How does alcohol affect atherosclerosis?
The effect of alcohol on vascular atherosclerosis is recognized by modern medicine as positive, but we should not forget that (for ethical reasons) randomized controlled clinical trials have never been conducted. Moreover, the effect of alcohol on atherosclerosis has always been of the nature of observational studies aimed at middle-aged people, mainly married and fairly wealthy (which in itself are favorable factors).
However, some studies still suggest a positive effect of alcohol on the body in atherosclerosis. For example, red wine (as well as purple and red grape juice) contains resveratrol and some antioxidants.
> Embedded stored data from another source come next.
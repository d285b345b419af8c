/*
 * Responsibility
 * - card_info CRUD
 * - user_id is a non-null FK to users (ON DELETE CASCADE): a card never outlives its owner
 */
use async_trait::async_trait;
use chrono::NaiveDate;
use serde::{Deserialize, Serialize};
use sqlx::PgPool;

use crate::repos::error::RepoResult;

#[derive(Debug, Clone, PartialEq, Eq, sqlx::FromRow, Serialize, Deserialize)]
pub struct CardRow {
    pub id: i64,
    pub user_id: i64,
    pub number: String,
    pub holder: String,
    pub expiration_date: NaiveDate,
}

#[derive(Debug, Clone)]
pub struct CardFields {
    pub number: String,
    pub holder: String,
    pub expiration_date: NaiveDate,
}

#[async_trait]
pub trait CardRepo: Send + Sync + 'static {
    async fn find_all(&self) -> RepoResult<Vec<CardRow>>;
    async fn find_by_id(&self, id: i64) -> RepoResult<Option<CardRow>>;
    async fn find_by_ids(&self, ids: &[i64]) -> RepoResult<Vec<CardRow>>;
    async fn find_by_user_id(&self, user_id: i64) -> RepoResult<Vec<CardRow>>;
    async fn insert(&self, user_id: i64, fields: &CardFields) -> RepoResult<CardRow>;
    async fn update(
        &self,
        id: i64,
        user_id: i64,
        fields: &CardFields,
    ) -> RepoResult<Option<CardRow>>;
    async fn delete_by_id(&self, id: i64) -> RepoResult<bool>;
}

pub(crate) async fn select_cards_by_user_ids(
    pool: &PgPool,
    user_ids: &[i64],
) -> RepoResult<Vec<CardRow>> {
    if user_ids.is_empty() {
        return Ok(Vec::new());
    }

    let rows = sqlx::query_as::<_, CardRow>(
        r#"
        SELECT id, user_id, number, holder, expiration_date
        FROM card_info
        WHERE user_id = ANY($1)
        ORDER BY id
        "#,
    )
    .bind(user_ids)
    .fetch_all(pool)
    .await?;

    Ok(rows)
}

#[derive(Clone, Debug)]
pub struct PgCardRepo {
    pool: PgPool,
}

impl PgCardRepo {
    pub fn new(pool: PgPool) -> Self {
        Self { pool }
    }
}

#[async_trait]
impl CardRepo for PgCardRepo {
    async fn find_all(&self) -> RepoResult<Vec<CardRow>> {
        let rows = sqlx::query_as::<_, CardRow>(
            r#"
            SELECT id, user_id, number, holder, expiration_date
            FROM card_info
            ORDER BY id
            "#,
        )
        .fetch_all(&self.pool)
        .await?;

        Ok(rows)
    }

    async fn find_by_id(&self, id: i64) -> RepoResult<Option<CardRow>> {
        let row = sqlx::query_as::<_, CardRow>(
            r#"
            SELECT id, user_id, number, holder, expiration_date
            FROM card_info
            WHERE id = $1
            "#,
        )
        .bind(id)
        .fetch_optional(&self.pool)
        .await?;

        Ok(row)
    }

    async fn find_by_ids(&self, ids: &[i64]) -> RepoResult<Vec<CardRow>> {
        let rows = sqlx::query_as::<_, CardRow>(
            r#"
            SELECT id, user_id, number, holder, expiration_date
            FROM card_info
            WHERE id = ANY($1)
            ORDER BY id
            "#,
        )
        .bind(ids)
        .fetch_all(&self.pool)
        .await?;

        Ok(rows)
    }

    async fn find_by_user_id(&self, user_id: i64) -> RepoResult<Vec<CardRow>> {
        select_cards_by_user_ids(&self.pool, &[user_id]).await
    }

    async fn insert(&self, user_id: i64, fields: &CardFields) -> RepoResult<CardRow> {
        let row = sqlx::query_as::<_, CardRow>(
            r#"
            INSERT INTO card_info (user_id, number, holder, expiration_date)
            VALUES ($1, $2, $3, $4)
            RETURNING id, user_id, number, holder, expiration_date
            "#,
        )
        .bind(user_id)
        .bind(&fields.number)
        .bind(&fields.holder)
        .bind(fields.expiration_date)
        .fetch_one(&self.pool)
        .await?;

        Ok(row)
    }

    async fn update(
        &self,
        id: i64,
        user_id: i64,
        fields: &CardFields,
    ) -> RepoResult<Option<CardRow>> {
        let row = sqlx::query_as::<_, CardRow>(
            r#"
            UPDATE card_info
            SET
                user_id = $2,
                number = $3,
                holder = $4,
                expiration_date = $5
            WHERE id = $1
            RETURNING id, user_id, number, holder, expiration_date
            "#,
        )
        .bind(id)
        .bind(user_id)
        .bind(&fields.number)
        .bind(&fields.holder)
        .bind(fields.expiration_date)
        .fetch_optional(&self.pool)
        .await?;

        Ok(row)
    }

    async fn delete_by_id(&self, id: i64) -> RepoResult<bool> {
        let result = sqlx::query(
            r#"
            DELETE FROM card_info
            WHERE id = $1
            "#,
        )
        .bind(id)
        .execute(&self.pool)
        .await?;

        Ok(result.rows_affected() > 0)
    }
}
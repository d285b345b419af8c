//! `Json<T>` whose rejection is the regular 400 envelope instead of axum's
//! plain-text body.

use axum::Json;
use axum::extract::{FromRequest, Request};
use axum::extract::rejection::JsonRejection;
use serde::de::DeserializeOwned;

use crate::error::AppError;

pub struct ValidJson<T>(pub T);

impl<T, S> FromRequest<S> for ValidJson<T>
where
    T: DeserializeOwned,
    S: Send + Sync,
{
    type Rejection = AppError;

    async fn from_request(req: Request, state: &S) -> Result<Self, Self::Rejection> {
        match Json::<T>::from_request(req, state).await {
            Ok(Json(value)) => Ok(ValidJson(value)),
            Err(rejection) => Err(rejection_to_error(rejection)),
        }
    }
}

fn rejection_to_error(rejection: JsonRejection) -> AppError {
    tracing::debug!(error = %rejection, "request body rejected");
    AppError::field("body", rejection.body_text())
}
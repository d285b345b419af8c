/*
 * Responsibility
 * - /users 系 handler
 * - 最初に access rule を評価 → body validation → service 呼び出し
 * - The body is extracted as a Result so an unauthorized caller learns nothing
 *   from body parsing.
 */
use axum::{
    Json,
    extract::{Path, State},
    http::StatusCode,
};

use crate::{
    api::v1::{
        dto::users::{UserRequest, UserResponse},
        extractors::{caller::Caller, id_list::IdList, json::ValidJson, path_id::UserId},
    },
    error::AppError,
    repos::user_repo::UserRow,
    services::access::{AccessRule, Resource},
    state::AppState,
};

type Body = Result<ValidJson<UserRequest>, AppError>;

fn respond(rows: Vec<UserRow>) -> Json<Vec<UserResponse>> {
    Json(rows.into_iter().map(UserResponse::from).collect())
}

pub async fn list_users(
    State(state): State<AppState>,
    Caller(principal): Caller,
) -> Result<Json<Vec<UserResponse>>, AppError> {
    state
        .access
        .authorize(&principal, AccessRule::AdminOnly, Resource::None)
        .await?;

    Ok(respond(state.users.list().await?))
}

pub async fn get_user(
    State(state): State<AppState>,
    Caller(principal): Caller,
    user_id: UserId,
) -> Result<Json<UserResponse>, AppError> {
    state
        .access
        .authorize(&principal, AccessRule::AdminOrSelfByEmail, Resource::UserById(user_id.id))
        .await?;

    let row = state.users.get_by_id(user_id.id).await?;
    Ok(Json(row.into()))
}

pub async fn get_users_by_ids(
    State(state): State<AppState>,
    Caller(principal): Caller,
    ids: Result<IdList, AppError>,
) -> Result<Json<Vec<UserResponse>>, AppError> {
    state
        .access
        .authorize(&principal, AccessRule::AdminOrInternalService, Resource::None)
        .await?;

    let IdList(ids) = ids?;
    Ok(respond(state.users.get_by_ids(&ids).await?))
}

pub async fn get_user_by_email(
    State(state): State<AppState>,
    Caller(principal): Caller,
    Path(email): Path<String>,
) -> Result<Json<UserResponse>, AppError> {
    state
        .access
        .authorize(
            &principal,
            AccessRule::AdminOrSelfByEmail,
            Resource::UserByEmail(email.clone()),
        )
        .await?;

    let row = state.users.get_by_email(&email).await?;
    Ok(Json(row.into()))
}

pub async fn create_user(
    State(state): State<AppState>,
    Caller(principal): Caller,
    body: Body,
) -> Result<(StatusCode, Json<UserResponse>), AppError> {
    state
        .access
        .authorize(&principal, AccessRule::AuthenticatedOnly, Resource::None)
        .await?;

    let ValidJson(req) = body?;
    let row = state.users.create(&req.validate()?).await?;

    Ok((StatusCode::CREATED, Json(row.into())))
}

pub async fn update_user(
    State(state): State<AppState>,
    Caller(principal): Caller,
    user_id: UserId,
    body: Body,
) -> Result<Json<UserResponse>, AppError> {
    state
        .access
        .authorize(&principal, AccessRule::AdminOrSelfByEmail, Resource::UserById(user_id.id))
        .await?;

    let ValidJson(req) = body?;
    let row = state.users.update(user_id.id, &req.validate()?).await?;

    Ok(Json(row.into()))
}

pub async fn delete_user(
    State(state): State<AppState>,
    Caller(principal): Caller,
    user_id: UserId,
) -> Result<StatusCode, AppError> {
    state
        .access
        .authorize(&principal, AccessRule::AdminOnly, Resource::UserById(user_id.id))
        .await?;

    state.users.delete(user_id.id).await?;
    Ok(StatusCode::NO_CONTENT)
}
/*
 * Responsibility
 *  - リソースごとの「意味付きID型」を宣言する
 *  - decode ロジック / extractor 実装はここに置かない (core.rs)
 */
use super::core::{IdKind, PathId};

// users/{id}
pub enum UserTag {}
impl IdKind for UserTag {
    const FIELD: &'static str = "id";
}
pub type UserId = PathId<UserTag>;

// cards/{id}
pub enum CardTag {}
impl IdKind for CardTag {
    const FIELD: &'static str = "id";
}
pub type CardId = PathId<CardTag>;

// cards/.../{userId}
pub enum OwnerTag {}
impl IdKind for OwnerTag {
    const FIELD: &'static str = "userId";
}
pub type OwnerId = PathId<OwnerTag>;
/*
 * Responsibility
 * - tokio runtime 起動
 * - app::run() の呼び出し（ロジックは置かない）
 */
use anyhow::Result;

mod api;
mod app;
mod config;
mod error;
mod middleware;
mod repos;
mod services;
mod state;

#[cfg(test)]
mod test_support;

#[tokio::main]
async fn main() -> Result<()> {
    app::run().await
}
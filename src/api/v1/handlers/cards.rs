/*
 * Responsibility
 * - /cards 系 handler
 * - 最初に access rule を評価 → body validation → service 呼び出し
 */
use axum::{Json, extract::State, http::StatusCode};

use crate::{
    api::v1::{
        dto::cards::{CardRequest, CardResponse, CardWithUserIdRequest},
        extractors::{
            caller::Caller,
            id_list::IdList,
            json::ValidJson,
            path_id::{CardId, OwnerId},
        },
    },
    error::AppError,
    repos::card_repo::CardRow,
    services::access::{AccessRule, Resource},
    state::AppState,
};

fn respond(rows: Vec<CardRow>) -> Json<Vec<CardResponse>> {
    Json(rows.into_iter().map(CardResponse::from).collect())
}

pub async fn list_cards(
    State(state): State<AppState>,
    Caller(principal): Caller,
) -> Result<Json<Vec<CardResponse>>, AppError> {
    state
        .access
        .authorize(&principal, AccessRule::AdminOnly, Resource::None)
        .await?;

    Ok(respond(state.cards.list().await?))
}

pub async fn get_card(
    State(state): State<AppState>,
    Caller(principal): Caller,
    card_id: CardId,
) -> Result<Json<CardResponse>, AppError> {
    state
        .access
        .authorize(&principal, AccessRule::AdminOrSelfByOwner, Resource::Card(card_id.id))
        .await?;

    let row = state.cards.get_by_id(card_id.id).await?;
    Ok(Json(row.into()))
}

pub async fn get_cards_by_ids(
    State(state): State<AppState>,
    Caller(principal): Caller,
    ids: Result<IdList, AppError>,
) -> Result<Json<Vec<CardResponse>>, AppError> {
    state
        .access
        .authorize(&principal, AccessRule::AdminOnly, Resource::None)
        .await?;

    let IdList(ids) = ids?;
    Ok(respond(state.cards.get_by_ids(&ids).await?))
}

pub async fn create_card(
    State(state): State<AppState>,
    Caller(principal): Caller,
    body: Result<ValidJson<CardWithUserIdRequest>, AppError>,
) -> Result<(StatusCode, Json<CardResponse>), AppError> {
    state
        .access
        .authorize(&principal, AccessRule::AdminOnly, Resource::None)
        .await?;

    let ValidJson(req) = body?;
    let (user_id, fields) = req.validate()?;
    let row = state.cards.add_to_user(user_id, &fields).await?;

    Ok((StatusCode::CREATED, Json(row.into())))
}

pub async fn update_card(
    State(state): State<AppState>,
    Caller(principal): Caller,
    card_id: CardId,
    body: Result<ValidJson<CardWithUserIdRequest>, AppError>,
) -> Result<Json<CardResponse>, AppError> {
    state
        .access
        .authorize(&principal, AccessRule::AdminOrSelfByOwner, Resource::Card(card_id.id))
        .await?;

    let ValidJson(req) = body?;
    let (user_id, fields) = req.validate()?;

    // Owning the card is not enough to hand it to someone else.
    state
        .access
        .authorize(&principal, AccessRule::AdminOrSelfByOwner, Resource::OwnedByUser(user_id))
        .await?;

    let row = state.cards.update(card_id.id, user_id, &fields).await?;
    Ok(Json(row.into()))
}

pub async fn delete_card(
    State(state): State<AppState>,
    Caller(principal): Caller,
    card_id: CardId,
) -> Result<StatusCode, AppError> {
    state
        .access
        .authorize(&principal, AccessRule::AdminOrSelfByOwner, Resource::Card(card_id.id))
        .await?;

    state.cards.delete(card_id.id).await?;
    Ok(StatusCode::NO_CONTENT)
}

pub async fn add_card_to_user(
    State(state): State<AppState>,
    Caller(principal): Caller,
    owner: OwnerId,
    body: Result<ValidJson<CardRequest>, AppError>,
) -> Result<(StatusCode, Json<CardResponse>), AppError> {
    state
        .access
        .authorize(&principal, AccessRule::AdminOrSelfByOwner, Resource::OwnedByUser(owner.id))
        .await?;

    let ValidJson(req) = body?;
    let row = state.cards.add_to_user(owner.id, &req.validate()?).await?;

    Ok((StatusCode::CREATED, Json(row.into())))
}

pub async fn list_cards_by_user(
    State(state): State<AppState>,
    Caller(principal): Caller,
    owner: OwnerId,
) -> Result<Json<Vec<CardResponse>>, AppError> {
    state
        .access
        .authorize(&principal, AccessRule::AdminOrSelfByOwner, Resource::OwnedByUser(owner.id))
        .await?;

    Ok(respond(state.cards.list_by_user(owner.id).await?))
}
When coating stent surfaces with extracts based on them, it was possible to reduce inflammation and restenosis (stent clogging). The research is currently being done on animals and has not yet reached humans (standard chemotherapy drugs are used), but perhaps a glass of red wine after stent surgery could be considered beneficial.
Is it possible to drink alcohol if you have high cholesterol?
Usually yes, you can drink alcohol, as long as it is in moderation and if you do not use statins (lipid-lowering drugs). With regular consumption of large doses of alcohol, complications on the liver are inevitable, in any case. Therefore, always and everywhere we are talking about moderate consumption of alcoholic beverages.